Callejón del Indio Triste
Como toda población de origen hispánico, Pachuca tiene su leyenda sobre el “Indio Triste” narración recurrente en aquellos sitios donde convivían al lado de las decenas de conquistadores, centenas de conquistados, entre quienes se encontraban indígenas monolingües, que mucho sufrieron para insertase en los centros de trabajo, despreciados por mestizos, criollos y españoles, debido a lo cual protagonizaron hechos como el que aquí se narra.
Contaba la conseja popular, allá a principios del siglo 19 en los días cercanos al estallido de la guerra de independencia, que María Terrado era una mujer realmente bonita, hermosa, como la calificaba Pablo Gonzaga, su eterno adulador.

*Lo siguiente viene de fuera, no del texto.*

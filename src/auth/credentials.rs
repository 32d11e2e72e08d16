use crate::config::AdminConfig;

/// Decides whether a username/password pair grants admin access.
pub trait CredentialChecker: Send + Sync {
    fn check(&self, username: &str, password: &str) -> bool;
}

/// Compares against the single configured admin account.
#[derive(Debug, Clone)]
pub struct StaticCredentials {
    username: String,
    password: String,
}

impl StaticCredentials {
    pub fn new(username: impl Into<String>, password: impl Into<String>) -> Self {
        Self {
            username: username.into(),
            password: password.into(),
        }
    }
}

impl From<&AdminConfig> for StaticCredentials {
    fn from(config: &AdminConfig) -> Self {
        Self::new(config.username.clone(), config.password.clone())
    }
}

impl CredentialChecker for StaticCredentials {
    fn check(&self, username: &str, password: &str) -> bool {
        username == self.username && password == self.password
    }
}
use std::sync::LazyLock;

use htmlentity::entity::{decode, ICodedDataTrait};
use regex::Regex;
use scraper::{Html, Selector};
use thiserror::Error;
use tracing::error;

/// Amazon gallery data, tried before any metadata.
const AMAZON_PATTERNS: &[&str] = &[
    r#""hiRes":"([^"]+)""#,
    r#""large":"([^"]+)""#,
    r#"id="landingImage"[^>]*src="([^"]+)""#,
    r#"<img[^>]*id="imgBlkFront"[^>]*src="([^"]+)""#,
];

/// (selector, attribute) pairs tried after the Amazon patterns.
const METADATA_SELECTORS: &[(&str, &str)] = &[
    (r#"meta[property="og:image"]"#, "content"),
    (r#"meta[name="twitter:image"]"#, "content"),
    (r#"meta[property="product:image"]"#, "content"),
    (r#"img[class*="product"]"#, "src"),
];

const PRODUCT_IMG_SRC: &str = r#"(?i)<img[^>]*src="([^"]*product[^"]*\.(?:jpg|jpeg|png|webp))""#;

const AMAZON_SIZE_SEGMENT: &str = r"\._.*?_\.";

#[derive(Debug, Clone, Error)]
pub enum ImageRuleError {
    #[error("invalid image pattern: {0}")]
    Pattern(#[from] regex::Error),

    #[error("invalid image selector `{selector}`: {reason}")]
    Selector { selector: &'static str, reason: String },
}

struct ImageRules {
    amazon: Vec<Regex>,
    metadata: Vec<(Selector, &'static str)>,
    product_img: Regex,
    amazon_size: Regex,
}

impl ImageRules {
    fn new() -> Result<Self, ImageRuleError> {
        let amazon = AMAZON_PATTERNS
            .iter()
            .map(|pattern| Regex::new(pattern))
            .collect::<Result<Vec<_>, _>>()?;

        let metadata = METADATA_SELECTORS
            .iter()
            .map(|(css, attr)| {
                Selector::parse(css)
                    .map(|selector| (selector, *attr))
                    .map_err(|e| ImageRuleError::Selector {
                        selector: *css,
                        reason: format!("{:?}", e),
                    })
            })
            .collect::<Result<Vec<_>, _>>()?;

        Ok(Self {
            amazon,
            metadata,
            product_img: Regex::new(PRODUCT_IMG_SRC)?,
            amazon_size: Regex::new(AMAZON_SIZE_SEGMENT)?,
        })
    }
}

static IMAGE_RULES: LazyLock<Result<ImageRules, ImageRuleError>> = LazyLock::new(ImageRules::new);

/// Compile the image rules now and report the first broken one.
///
/// Called once at startup so a bad pattern stops the process instead of
/// silently turning every lookup into "no image".
pub fn check_image_rules() -> Result<(), ImageRuleError> {
    IMAGE_RULES.as_ref().map(|_| ()).map_err(Clone::clone)
}

/// Find the main product image of a page.
///
/// Amazon's embedded gallery JSON is checked first, then Open Graph / Twitter /
/// product metadata, then `<img>` tags that look like product shots.
pub fn extract_image_url(html: &str) -> Option<String> {
    let rules = match IMAGE_RULES.as_ref() {
        Ok(rules) => rules,
        Err(e) => {
            error!(error = %e, "Image rules failed to compile");
            return None;
        }
    };

    let found = rules
        .amazon
        .iter()
        .find_map(|regex| capture(regex, html))
        .or_else(|| from_metadata(&rules.metadata, html))
        .or_else(|| capture(&rules.product_img, html))?;

    Some(clean_image_url(&rules.amazon_size, &found))
}

fn capture(regex: &Regex, html: &str) -> Option<String> {
    regex
        .captures(html)
        .and_then(|caps| caps.get(1))
        .map(|m| m.as_str().trim().to_string())
        .filter(|s| !s.is_empty())
}

fn from_metadata(selectors: &[(Selector, &'static str)], html: &str) -> Option<String> {
    let document = Html::parse_document(html);

    selectors.iter().find_map(|(selector, attr)| {
        document
            .select(selector)
            .find_map(|element| element.value().attr(attr))
            .map(str::trim)
            .filter(|s| !s.is_empty())
            .map(str::to_string)
    })
}

/// Decode entities and strip Amazon's `._AC_SX679_.` resize segment.
fn clean_image_url(size_segment: &Regex, raw: &str) -> String {
    let decoded = decode(raw.as_bytes()).to_string().unwrap_or_else(|_| raw.to_string());

    if !decoded.contains("amazon") {
        return decoded;
    }

    size_segment.replace(&decoded, ".").into_owned()
}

Vivía María en compañía de su madre, en una vecindad del barrio de “La Fuente Seca” ubicado debajo del de “La Cruz de los Ciegos” a un lado del camino a la garita hoy calle de Ocampo. Pablo tenía también allí alquilado un cuarto, donde vivía acompañado de “negrito” un perro callejero de regular tamaño, al que se le ocurrió un día alimentar con las sobras de su almuerzo, desde entonces el animal no se separó de él, esperaba a Pablo cada madrugada cuando salía de su vivienda para ir al trabajo y allí, casi en la puerta del malacate de la mina Corteza, permanecía las 12 y hasta 15 horas que duraba el jornal de su casual amo. Meneando la cola y enseñando los dientes en señal de gusto, le recibía y acompañaba en el regreso a la vivienda del barrio de “La Fuente Seca”.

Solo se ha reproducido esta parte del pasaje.